And now for the disclaimer
I’ve been discussing portions of how the Django internals work, and this is powerful knowledge for a Django user. However, it’s also internals, and unless they are documented internals are not guaranteed to continue to work. That doesn’t mean they break very frequently, they don’t, but you should be aware that it has no guarantee of compatibility going forward.

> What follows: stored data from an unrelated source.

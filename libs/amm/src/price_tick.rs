//! Human price <-> tick conversion (display regime, `f64`)
//!
//! Prices here are what a user types into a range input: units of the quote token
//! per one base token. The exact integer regime lives in [`crate::tick_math`].

use crate::error::AmmError;
use crate::tick_math::{MAX_TICK, MIN_TICK};
use ethereum_types::U256;
use types::u256_to_f64;

/// Price ratio between adjacent ticks
pub const TICK_BASE: f64 = 1.0001;

const Q96: f64 = 79_228_162_514_264_337_593_543_950_336.0;

/// Nearest usable tick for a human price
///
/// Inverts the price when token1 is the base, rescales to the raw wei ratio,
/// floors `log_1.0001`, then rounds to the nearest multiple of `tick_spacing`.
pub fn price_to_tick(
    price: f64,
    token0_decimals: u8,
    token1_decimals: u8,
    tick_spacing: i32,
    is_token0_base: bool,
) -> Result<i32, AmmError> {
    if !price.is_finite() || price <= 0.0 {
        return Err(AmmError::InvalidPrice { price });
    }
    if tick_spacing <= 0 {
        return Err(AmmError::InvalidTickSpacing { tick_spacing });
    }

    let base_price = if is_token0_base { price } else { 1.0 / price };
    let raw_price =
        base_price * 10f64.powi(token1_decimals as i32 - token0_decimals as i32);
    if !raw_price.is_finite() || raw_price <= 0.0 {
        return Err(AmmError::InvalidPrice { price });
    }

    let tick = (raw_price.ln() / TICK_BASE.ln())
        .floor()
        .clamp(MIN_TICK as f64, MAX_TICK as f64) as i32;

    nearest_usable_tick(tick, tick_spacing)
}

/// Human price at `tick`, inverse of [`price_to_tick`]
pub fn tick_to_price(
    tick: i32,
    token0_decimals: u8,
    token1_decimals: u8,
    is_token0_base: bool,
) -> f64 {
    let raw_price = TICK_BASE.powi(tick);
    let price = raw_price * 10f64.powi(token0_decimals as i32 - token1_decimals as i32);
    if is_token0_base {
        price
    } else {
        1.0 / price
    }
}

/// Human price (token1 per token0) of a pool's current sqrt price
pub fn sqrt_price_x96_to_price(sqrt_price_x96: U256, token0_decimals: u8, token1_decimals: u8) -> f64 {
    let sqrt_price = u256_to_f64(sqrt_price_x96) / Q96;
    sqrt_price * sqrt_price * 10f64.powi(token0_decimals as i32 - token1_decimals as i32)
}

/// Round to the nearest multiple of `tick_spacing` (halves toward +inf), kept in bounds
pub fn nearest_usable_tick(tick: i32, tick_spacing: i32) -> Result<i32, AmmError> {
    let (min, max) = usable_tick_bounds(tick_spacing)?;
    let spacing = tick_spacing as i64;
    let rounded = (tick as i64 + spacing / 2).div_euclid(spacing) * spacing;
    Ok(rounded.clamp(min as i64, max as i64) as i32)
}

pub fn min_usable_tick(tick_spacing: i32) -> Result<i32, AmmError> {
    usable_tick_bounds(tick_spacing).map(|(min, _)| min)
}

pub fn max_usable_tick(tick_spacing: i32) -> Result<i32, AmmError> {
    usable_tick_bounds(tick_spacing).map(|(_, max)| max)
}

fn usable_tick_bounds(tick_spacing: i32) -> Result<(i32, i32), AmmError> {
    if tick_spacing <= 0 {
        return Err(AmmError::InvalidTickSpacing { tick_spacing });
    }
    Ok((
        (MIN_TICK / tick_spacing) * tick_spacing,
        (MAX_TICK / tick_spacing) * tick_spacing,
    ))
}
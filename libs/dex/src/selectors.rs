//! 4-byte function selectors
//!
//! The first four bytes of `keccak256` over each canonical signature. They are fixed
//! for the life of the deployed contracts; the tests below recompute every one from its
//! [`ethabi::Function`] definition.

/// `quoteExactInputSingle((address,address,uint256,int24,uint160))`
pub const QUOTE_EXACT_INPUT_SINGLE: [u8; 4] = [0x9e, 0x7d, 0xef, 0xe6];

/// `getPool(address,address,int24)`
pub const GET_POOL: [u8; 4] = [0x28, 0xaf, 0x8d, 0x0b];

/// `slot0()`
pub const SLOT0: [u8; 4] = [0x38, 0x50, 0xc7, 0xbd];

/// `getReserves()`
pub const GET_RESERVES: [u8; 4] = [0x09, 0x02, 0xf1, 0xac];

/// Hex rendering with `0x` prefix, as used in logs
pub fn to_hex_string(selector: &[u8; 4]) -> String {
    format!(
        "0x{:02x}{:02x}{:02x}{:02x}",
        selector[0], selector[1], selector[2], selector[3]
    )
}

Having said that, I’ve already discussed ways you can use this to do powerful things by using these, and you’ve probably seen other ways to use these in your own code. In my development I don’t really balk at the idea of using the internals, because I track Django’s development very aggressively, and I can update my code as necessary, but for a lot of developers that isn’t really an options. Once you deploy something you need it to work, so your options are to either lock your code at a specific version of Django, or not using these internals. What happens if you want to update to Django 1.1 for aggregation support, but 1.1 also removed some internal helper function you were using. Something similar to this happened to django-tagging, before the queryset-refactor branch was merged into trunk there was a helper function to parse portions of the query, and django-tagging made use of this. However, queryset-refactor obsoleted this function and removed, and so django-tagging had to update in order to work going forward, needing to either handle this situation in the code itself, or to maintain two separate branches.
In my opinion, while these things may break, they are worth using if you need them, because they let you do very powerful things. This may not be the answer for everyone though. In any event I’m going to continue writing about them, and if they interest you Marty Alchin has a book coming out, named Pro Django, that looks like it will cover a lot of these.